Photo: Toypedia, a toy library with branches in Gurgaon and South Delhi, India.

Comfort Objects

Theo and Beau

It might have been a blankie, a doll, or a stuffed animal… children find comfort in objects like these and they just can’t let go. The more ragged it becomes, the more it’s loved, from a ratty piece of silky ribbon barely hanging on to the blanket edge to a pink cow that has lost almost all of its stuffing.

Last month, blogger Jessica Shyba wrote a post about her son’s most unusual comfort object and it’s just too cute not to share! Every day when her son Beau falls asleep for his afternoon nap, the family’s new puppy Theo snuggles up with him. Jessica has been sharing photos of the cuddling pair on her blog and on Instagram under the hashtag #TheoandBeau. If you can handle the adorableness, then check it out!

Slow Down This Season With Slow Toys

Slow Toy Awards 2013

Twenty-five years after the Slow Food Movement gained traction, filling bellies with delicious traditional and regional cuisine that utilized the local ecosystem, the Slow Toys Movement was formed by Thierrey Bourret in the United Kingdom. According to Bourret, slow toys encourage traditional play, boost creative thinking, inspire the development of one’s own imagination, are not made of plastic, are without batteries, are sold in independent toy shops, are durable, stand the test of time, and are without thousands of functions.
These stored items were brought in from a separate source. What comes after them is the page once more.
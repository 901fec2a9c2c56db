//! # API Error Type
//!
//! Unified error type for `khata` commands.
//!
//! ## Error Handling Strategy
//! ```text
//! ┌─────────────────────────────────────────────────────────────────────────┐
//! │                    Error Flow in Khata POS                              │
//! │                                                                         │
//! │  khata creditor pay --index 0 --amount 900                              │
//! │         │                                                               │
//! │         ▼                                                               │
//! │  ┌──────────────────────────────────────────────────────────────────┐  │
//! │  │  Command Function                                                │  │
//! │  │  Result<T, ApiError>                                             │  │
//! │  │         │                                                        │  │
//! │  │         ▼                                                        │  │
//! │  │  Storage Error? ─── DbError::QueryFailed("...") ───┐            │  │
//! │  │         │                                          │            │  │
//! │  │         ▼                                          ▼            │  │
//! │  │  Domain Error? ─── CoreError::LimitExceeded ────► ApiError ────►│  │
//! │  │         │                                                        │  │
//! │  │         ▼                                                        │  │
//! │  │  Success ── JSON on stdout, exit 0                               │  │
//! │  └──────────────────────────────────────────────────────────────────┘  │
//! │                                                                         │
//! │  Failure ── JSON on stderr, exit 1:                                     │
//! │    { "code": "LIMIT_EXCEEDED",                                          │
//! │      "message": "Payment of Rs 900.00 exceeds amount owed (Rs 800.00)" }│
//! └─────────────────────────────────────────────────────────────────────────┘
//! ```
//!
//! A failed save is NOT an `ApiError`: the command still succeeds and
//! reports `durable: false` (see [`crate::commands::persist`]).

use serde::Serialize;

use khata_core::CoreError;
use khata_db::DbError;

/// Error returned from `khata` commands.
///
/// ## Serialization
/// This is what a script reads on stderr when a command fails:
/// ```json
/// {
///   "code": "VALIDATION_ERROR",
///   "message": "customerPhone is required"
/// }
/// ```
#[derive(Debug, Clone, Serialize)]
#[serde(rename_all = "camelCase")]
pub struct ApiError {
    /// Machine-readable error code for programmatic handling
    pub code: ErrorCode,

    /// Human-readable error message for display
    pub message: String,
}

/// Error codes for command failures.
#[derive(Debug, Clone, Copy, PartialEq, Eq, Serialize)]
#[serde(rename_all = "SCREAMING_SNAKE_CASE")]
pub enum ErrorCode {
    /// Sale, expense or creditor index does not exist
    NotFound,

    /// Input validation failed; nothing was changed
    ValidationError,

    /// Payment larger than the creditor's balance
    LimitExceeded,

    /// Wrong admin password for a privileged command
    Unauthorized,

    /// Database could not be opened or read
    DatabaseError,

    /// Anything else
    Internal,
}

impl ApiError {
    /// Creates a new API error.
    pub fn new(code: ErrorCode, message: impl Into<String>) -> Self {
        ApiError {
            code,
            message: message.into(),
        }
    }

    /// Creates a not found error.
    pub fn not_found(resource: &str, id: &str) -> Self {
        ApiError::new(
            ErrorCode::NotFound,
            format!("{} not found: {}", resource, id),
        )
    }

    /// Creates a validation error.
    pub fn validation(message: impl Into<String>) -> Self {
        ApiError::new(ErrorCode::ValidationError, message)
    }

    /// Creates an internal error.
    pub fn internal(message: impl Into<String>) -> Self {
        ApiError::new(ErrorCode::Internal, message)
    }
}

/// Converts storage errors to API errors.
impl From<DbError> for ApiError {
    fn from(err: DbError) -> Self {
        match err {
            DbError::NotFound { entity, id } => ApiError::not_found(&entity, &id),
            DbError::ConnectionFailed(e) => {
                tracing::error!("Database connection failed: {}", e);
                ApiError::new(ErrorCode::DatabaseError, "Database connection failed")
            }
            DbError::MigrationFailed(e) => {
                tracing::error!("Database migration failed: {}", e);
                ApiError::new(ErrorCode::DatabaseError, "Database migration failed")
            }
            DbError::QueryFailed(e) => {
                // Log the actual error but return a generic message
                tracing::error!("Database query failed: {}", e);
                ApiError::new(ErrorCode::DatabaseError, "Database operation failed")
            }
            DbError::Serialization {
                collection,
                message,
            } => {
                tracing::error!(collection = %collection, "Serialization failed: {}", message);
                ApiError::new(
                    ErrorCode::DatabaseError,
                    format!("Could not encode {}", collection),
                )
            }
            DbError::PoolExhausted => {
                ApiError::new(ErrorCode::DatabaseError, "Database pool exhausted")
            }
            DbError::Internal(e) => {
                tracing::error!("Internal database error: {}", e);
                ApiError::new(ErrorCode::DatabaseError, "Database operation failed")
            }
        }
    }
}

/// Converts core errors to API errors.
impl From<CoreError> for ApiError {
    fn from(err: CoreError) -> Self {
        let message = err.to_string();
        match err {
            CoreError::CreditorNotFound(id) => ApiError::not_found("Creditor", &id),
            CoreError::SaleNotFound(id) => ApiError::not_found("Sale", &id),
            CoreError::ExpenseNotFound(id) => ApiError::not_found("Expense", &id),
            CoreError::InvalidPaymentAmount { .. } => ApiError::validation(message),
            CoreError::LimitExceeded { .. } => ApiError::new(ErrorCode::LimitExceeded, message),
            CoreError::Unauthorized => ApiError::new(ErrorCode::Unauthorized, message),
            CoreError::Validation(e) => ApiError::validation(e.to_string()),
        }
    }
}

impl std::fmt::Display for ApiError {
    fn fmt(&self, f: &mut std::fmt::Formatter<'_>) -> std::fmt::Result {
        write!(f, "[{:?}] {}", self.code, self.message)
    }
}

impl std::error::Error for ApiError {}

#[cfg(test)]
mod tests {
    use super::*;
    use khata_core::{Money, ValidationError};

    #[test]
    fn test_core_error_codes() {
        let err = ApiError::from(CoreError::LimitExceeded {
            owed: Money::from_major(800),
            requested: Money::from_major(900),
        });
        assert_eq!(err.code, ErrorCode::LimitExceeded);
        assert_eq!(err.message, "Payment of Rs 900.00 exceeds amount owed (Rs 800.00)");

        let err = ApiError::from(CoreError::from(ValidationError::required("customerPhone")));
        assert_eq!(err.code, ErrorCode::ValidationError);
        assert!(err.message.contains("customerPhone is required"));

        let err = ApiError::from(CoreError::SaleNotFound("index 4".into()));
        assert_eq!(err.code, ErrorCode::NotFound);
        assert_eq!(err.message, "Sale not found: index 4");

        assert_eq!(ApiError::from(CoreError::Unauthorized).code, ErrorCode::Unauthorized);
    }

    #[test]
    fn test_db_error_hides_details() {
        let err = ApiError::from(DbError::QueryFailed("no such table: collections".into()));
        assert_eq!(err.code, ErrorCode::DatabaseError);
        assert_eq!(err.message, "Database operation failed");
    }

    #[test]
    fn test_serializes_screaming_code() {
        let json = serde_json::to_string(&ApiError::validation("amount must be positive")).unwrap();
        assert_eq!(json, r#"{"code":"VALIDATION_ERROR","message":"amount must be positive"}"#);
    }
}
Every year Bourret takes nominations via email and a panel of judges choose the seven top slow toys of the year. 2013’s winners were all made out of wood except for a construction set with metal parts, and plastic cables, gears, and wheel hubs that can be constructed different models. Many of the wooden toys may look familiar, from the train set and building blocks to the doll stroller and tiny tricycle. We love this movement, which elevates beautifully crafted wooden toys and much-loved dollhouses that encourage creativity and imagination!

You Can Do Anything Good

Goldie Blox

Toys have communicated gender roles for generations: baby dolls and tea sets taught little girls how to be good mothers and hostesses, while building sets and trains prepared little boys for careers in science, technology, engineering, and mathematics (STEM). A Stanford engineer set out to create a toy that helped little girls do what they already know: they can do anything good.

The result? GoldieBlox, a toy that lights little girls inventive spark and gives them the opportunity to explore all the possibilities for what they can be when they grow up. A set of interactive books and games, GoldieBlox is taking the pink toy aisles by storm. While we haven’t played with GoldieBlox yet, we love the mission behind it: a girl is more than just a princess, they can be anything they want to be!

Rainbow Loom On

Keep Calm and Rainbow Loom On

I’m sure you’ve heard of Beanie Babies, Pogs, Tamagotchi, and Silly Bandz. But have you heard of Rainbow Loom?! It’s currently flying off store shelves.

The loom was invented by an engineer wanting to spend quality time with his daughters, but with fingers too large to participate. The easy-to-use loom weaves jewelry using a plastic pegboard and mini, multicolored rubber bands. The company’s YouTube channel and an exploding social community exhibit the endless possibilities. So what’s not to love? It’s a entrepreneurial, toy business success story based on family and reinventing a classic toy.

Thought Rainbow Loom sounded familiar too? That’s because the concept isn’t that different from pot holder weaving sets. Rainbow Loom fosters creativity, focus, fine motor skills, and patience; some have even argued that it promotes digital literacy. One thing is for sure: it’s created a lot of “kidpreneurs” selling rubber bracelets instead of lemonade at roadside stands near you. Keep calm and Rainbow Loom on!